Fertilizers: How to Keep Your Indoor Houseplants Vibrant and Healthy

Fertilizers for indoor houseplants in a liquid food are necessary for health and growth. Over a period of time after watering your plants, the soil becomes depleted of the needed minerals and nutrients.

Plants need different elements from the soil to grow.  If they are not present in the right amount the plants will not be as healthy or grow as they should. This is why it is necessary for you to supplement with a good plant food.

When to Feed Your Plants

Your plant might need feeding if it is not growing as fast as it should.

If you notice the growth of the plant is stunted and it is spring or summer you can safely add nutrients in small amounts over a period of one to two weeks.

Just be careful not to over-fertilize.  Some signs that you have added too much fertilizer are the tip of the leaves are turning brown or the leaves are drooping downwards.

Fertilizer Crystals that are water soluble
and slow released crystals for the soil

Feed your indoor plants with all purpose commercial products that are balanced and have micronutrients. They are water soluble and come in the forms of liquid or crystals. These types spread evenly through the soil and can be applied to the foliage during feedings. Always mix with water according to the manufacturer’s directions.

Slow-Release Fertilizers

Slow-release fertilizing allows the nutrients to slowly dissolve into the soil. They may be water soluble chemicals covered with a plastic resin, or they may be synthetic organics that require decomposition by microorganisms. These are excellent because they release nutrients over a long period of time.

All plant foods whether chemical or organic have a series of numbers printed on the package or container showing the percentage of nitrogen (first number), phosphoric acid (second number), and potassium oxide (third number) on the package of the fertilizer formula (such as 20-20-20).

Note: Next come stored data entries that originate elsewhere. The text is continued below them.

//! Order site over the storefront's JSON endpoints.
//!
//! Every request carries the account's stored session cookies. The site
//! answers with the same envelope as the account API:
//! `{"success": bool, "message": "...", "data": {...}}`.

use std::time::Duration;

use async_trait::async_trait;
use reqwest::header::{ACCEPT, COOKIE};
use reqwest::{redirect, Client, Method};
use serde::de::DeserializeOwned;
use serde::{Deserialize, Serialize};
use serde_json::{json, Value};
use tracing::{debug, warn};

use super::{
    CartSummary, DriverError, OrderConfirmation, OrderLine, OrderSession, OrderSite,
    PaymentInstruction,
};
use crate::store::{AccountCredential, Address};
use crate::workflow::StepOutcome;

/// The `[order]` config section.
#[derive(Debug, Clone, PartialEq, Serialize, Deserialize)]
pub struct OrderSiteConfig {
    /// Storefront origin, e.g. `https://shop.example`.
    pub base_url: String,

    #[serde(default)]
    pub endpoints: OrderEndpoints,

    #[serde(default = "super::checkpoint::default_user_agent")]
    pub user_agent: String,

    #[serde(default = "default_request_timeout")]
    pub request_timeout_secs: u64,
}

/// Endpoint paths, relative to `base_url`.
#[derive(Debug, Clone, PartialEq, Serialize, Deserialize)]
#[serde(default)]
pub struct OrderEndpoints {
    /// GET, answers with the logged-in user.
    pub session: String,
    /// POST `{"address_id": ...}`.
    pub select_address: String,
    /// GET for the summary, DELETE to empty it.
    pub cart: String,
    /// POST `{"product_id", "url", "quantity"}`.
    pub cart_items: String,
    /// POST the payment instruction.
    pub checkout: String,
}

impl Default for OrderEndpoints {
    fn default() -> Self {
        Self {
            session: "/api/user/session".to_string(),
            select_address: "/api/cart/address".to_string(),
            cart: "/api/cart".to_string(),
            cart_items: "/api/cart/items".to_string(),
            checkout: "/api/cart/checkout".to_string(),
        }
    }
}

fn default_request_timeout() -> u64 {
    30
}

impl OrderSiteConfig {
    pub fn new(base_url: impl Into<String>) -> Self {
        Self {
            base_url: base_url.into(),
            endpoints: OrderEndpoints::default(),
            user_agent: super::checkpoint::default_user_agent(),
            request_timeout_secs: default_request_timeout(),
        }
    }

    pub fn request_timeout(&self) -> Duration {
        Duration::from_secs(self.request_timeout_secs)
    }

    fn url(&self, path: &str) -> String {
        format!("{}{}", self.base_url.trim_end_matches('/'), path)
    }
}

/// Opens cookie sessions against the storefront.
pub struct HttpOrderSite {
    client: Client,
    config: OrderSiteConfig,
}

impl HttpOrderSite {
    pub fn new(config: OrderSiteConfig) -> Result<Self, DriverError> {
        // A 302 to the login page has to reach the status mapping
        let client = Client::builder()
            .timeout(config.request_timeout())
            .redirect(redirect::Policy::none())
            .user_agent(config.user_agent.clone())
            .build()
            .map_err(|e| DriverError::Setup(e.to_string()))?;

        Ok(Self { client, config })
    }
}

#[async_trait]
impl OrderSite for HttpOrderSite {
    async fn open_session(
        &self,
        credential: &AccountCredential,
    ) -> Result<Box<dyn OrderSession>, DriverError> {
        if !credential.has_session() {
            return Err(DriverError::SessionExpired(format!(
                "account {} has no stored session",
                credential.account_id
            )));
        }
        Ok(Box::new(HttpOrderSession {
            client: self.client.clone(),
            config: self.config.clone(),
            account_id: credential.account_id,
            cookie: credential.cookie_header(),
            last_exchange: None,
        }))
    }
}

/// One account's cookie session.
struct HttpOrderSession {
    client: Client,
    config: OrderSiteConfig,
    account_id: u64,
    cookie: String,
    /// Last request and how it ended, kept for failure diagnostics.
    last_exchange: Option<String>,
}

impl HttpOrderSession {
    async fn send(&mut self, method: Method, path: &str, body: Option<Value>) -> Exchange {
        let url = self.config.url(path);
        let mut request = self
            .client
            .request(method.clone(), &url)
            .header(COOKIE, &self.cookie)
            .header(ACCEPT, "application/json");
        if let Some(body) = body {
            request = request.json(&body);
        }

        let exchange = match request.send().await {
            Ok(response) => {
                let status = response.status().as_u16();
                match response.text().await {
                    Ok(body) => Exchange::Response { status, body },
                    Err(e) => Exchange::Failed(request_error(e)),
                }
            }
            Err(e) => Exchange::Failed(request_error(e)),
        };

        let summary = match &exchange {
            Exchange::Response { status, .. } => format!("{} {} -> HTTP {}", method, path, status),
            Exchange::Failed(e) => format!("{} {} -> {}", method, path, e),
        };
        debug!(account_id = self.account_id, "{}", summary);
        self.last_exchange = Some(summary);
        exchange
    }
}

enum Exchange {
    Response { status: u16, body: String },
    Failed(String),
}

impl Exchange {
    fn parse<T>(self, parse: impl FnOnce(u16, &str) -> StepOutcome<T>) -> StepOutcome<T> {
        match self {
            Exchange::Response { status, body } => parse(status, &body),
            Exchange::Failed(message) => StepOutcome::Retryable(message),
        }
    }
}

fn request_error(e: reqwest::Error) -> String {
    if e.is_timeout() {
        "site request timed out".to_string()
    } else if e.is_connect() {
        format!("connection failed: {}", e)
    } else {
        e.to_string()
    }
}

fn payment_body(payment: &PaymentInstruction) -> Value {
    match payment {
        PaymentInstruction::CashOnDelivery => json!({ "mode": "cod" }),
        PaymentInstruction::Upi => json!({ "mode": "upi" }),
        PaymentInstruction::Card(card) => json!({
            "mode": "card",
            "card": {
                "holder_name": card.holder_name,
                "number": card.number,
                "expiry": card.expiry,
                "cvv": card.cvv,
            }
        }),
    }
}

#[async_trait]
impl OrderSession for HttpOrderSession {
    async fn authenticate(&mut self) -> StepOutcome<()> {
        let path = self.config.endpoints.session.clone();
        self.send(Method::GET, &path, None)
            .await
            .parse(parse_ack_response)
    }

    async fn select_address(&mut self, address: &Address) -> StepOutcome<()> {
        let path = self.config.endpoints.select_address.clone();
        self.send(Method::POST, &path, Some(json!({ "address_id": address.id })))
            .await
            .parse(parse_ack_response)
    }

    async fn populate_cart(&mut self, lines: &[OrderLine]) -> StepOutcome<CartSummary> {
        let cart = self.config.endpoints.cart.clone();
        let items = self.config.endpoints.cart_items.clone();

        // Leftovers from an earlier run would change the total
        let cleared = self
            .send(Method::DELETE, &cart, None)
            .await
            .parse(parse_ack_response);
        if let Some(failed) = failure(cleared) {
            return failed;
        }

        for line in lines {
            let body = json!({
                "product_id": line.product.id,
                "url": line.product.url,
                "quantity": line.quantity,
            });
            let added = self
                .send(Method::POST, &items, Some(body))
                .await
                .parse(parse_ack_response);
            if let Some(failed) = failure(added) {
                return failed;
            }
        }

        self.send(Method::GET, &cart, None)
            .await
            .parse(parse_cart_response)
    }

    async fn checkout(&mut self, payment: &PaymentInstruction) -> StepOutcome<OrderConfirmation> {
        let path = self.config.endpoints.checkout.clone();
        self.send(Method::POST, &path, Some(payment_body(payment)))
            .await
            .parse(parse_checkout_response)
    }

    async fn capture_diagnostics(&mut self, step: &str) -> Option<String> {
        self.last_exchange
            .as_ref()
            .map(|exchange| format!("{}: {}", step, exchange))
    }

    async fn close(&mut self) {
        debug!(account_id = self.account_id, "Order session closed");
    }
}

/// Carry a failed outcome over to another success type.
fn failure<T, U>(outcome: StepOutcome<T>) -> Option<StepOutcome<U>> {
    match outcome {
        StepOutcome::Success(_) => None,
        StepOutcome::Retryable(m) => Some(StepOutcome::Retryable(m)),
        StepOutcome::Terminal(m) => Some(StepOutcome::Terminal(m)),
        StepOutcome::SessionExpired(m) => Some(StepOutcome::SessionExpired(m)),
    }
}

#[derive(Debug, Deserialize)]
struct Envelope<T> {
    #[serde(default)]
    success: bool,
    #[serde(default)]
    message: Option<String>,
    data: Option<T>,
}

#[derive(Debug, Deserialize)]
#[serde(rename_all = "camelCase")]
struct CartData {
    total: Option<f64>,
    #[serde(default)]
    item_count: u32,
}

#[derive(Debug, Deserialize)]
#[serde(rename_all = "camelCase")]
struct CheckoutData {
    order_id: Option<String>,
    total: Option<f64>,
}

/// Map the HTTP status, then unwrap the envelope.
///
/// 401, 403 and 302 mean the session is gone. 408, 429 and 5xx are worth
/// another attempt. Any other non-2xx status, a malformed body or
/// `success: false` is terminal.
fn parse_envelope<T: DeserializeOwned>(status: u16, body: &str) -> StepOutcome<Option<T>> {
    match status {
        401 | 403 | 302 => {
            return StepOutcome::SessionExpired(format!("site returned HTTP {}", status))
        }
        408 | 429 | 500..=599 => {
            return StepOutcome::Retryable(format!("site returned HTTP {}", status))
        }
        200..=299 => {}
        _ => return StepOutcome::Terminal(format!("site returned HTTP {}", status)),
    }

    let envelope: Envelope<T> = match serde_json::from_str(body) {
        Ok(envelope) => envelope,
        Err(e) => return StepOutcome::Terminal(format!("malformed JSON: {}", e)),
    };
    if !envelope.success {
        return StepOutcome::Terminal(
            envelope
                .message
                .unwrap_or_else(|| "site reported failure".to_string()),
        );
    }
    StepOutcome::Success(envelope.data)
}

/// Map a response whose only content is success or failure.
pub fn parse_ack_response(status: u16, body: &str) -> StepOutcome<()> {
    parse_envelope::<Value>(status, body).map(|_| ())
}

/// Map the cart summary response.
pub fn parse_cart_response(status: u16, body: &str) -> StepOutcome<CartSummary> {
    match parse_envelope::<CartData>(status, body) {
        StepOutcome::Success(Some(CartData {
            total: Some(total),
            item_count,
        })) => StepOutcome::Success(CartSummary { total, item_count }),
        StepOutcome::Success(_) => StepOutcome::Terminal("cart total missing".to_string()),
        StepOutcome::Retryable(m) => StepOutcome::Retryable(m),
        StepOutcome::Terminal(m) => StepOutcome::Terminal(m),
        StepOutcome::SessionExpired(m) => StepOutcome::SessionExpired(m),
    }
}

/// Map the checkout response. Without an order id there is no order.
pub fn parse_checkout_response(status: u16, body: &str) -> StepOutcome<OrderConfirmation> {
    match parse_envelope::<CheckoutData>(status, body) {
        StepOutcome::Success(Some(CheckoutData {
            order_id: Some(order_number),
            total,
        })) if !order_number.is_empty() => {
            if total.is_none() {
                warn!(order_number = %order_number, "Checkout response carries no total");
            }
            StepOutcome::Success(OrderConfirmation {
                order_number,
                total: total.unwrap_or_default(),
            })
        }
        StepOutcome::Success(_) => StepOutcome::Terminal("order id missing".to_string()),
        StepOutcome::Retryable(m) => StepOutcome::Retryable(m),
        StepOutcome::Terminal(m) => StepOutcome::Terminal(m),
        StepOutcome::SessionExpired(m) => StepOutcome::SessionExpired(m),
    }
}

Nitrogen (N) promotes vigorous growth and rich green foliage and helps branches, stalks, and stems form. A deficiency in nitrogen will show slow growth, small branches and yellowing leaves.

Phosphorous (P) promotes a good root system. It stimulates root branching and growth of root hairs and aids in plant maturation. A deficiency shows weak branches and roots with poor flowers. The plant suffers parasite attacks.

Potassium (K) promotes vigorous flowers and fruits enhancing size, number, and color. A deficiency shows crinkling leaves with brown edges and weak stems.

Dilute the solution using half the manufacturer’s recommended dose and apply during the active growing season.

1. Make sure soil is moist when you feed plants.

2. Feed only healthy plants. Unhealthy plant roots cannot absorb nutrition.

3. Don’t overfeed. Too much will burn roots and leaves and may kill your plant.

Plant foods are either chemical or organic fertilizers

Chemical plant foods are composed of chemically synthesized artificial compounds such as ammonium sulfate and minerals which come from ground up limestone. They are usually available to the plant within 24 hours of application. Will cause damage to plants if over applied.

Organic plant foods are made from enriched plant or animal matter such as manure and bonemeal. They are weaker than the chemical kind and slow acting. The nutrients become available over several weeks and last longer. This type food is less likely to harm your plants if over applied.

Selecting the right kind of nutrients for your indoor houseplants with the proper balance of elements will prevent damage and produce beautiful, lush plants.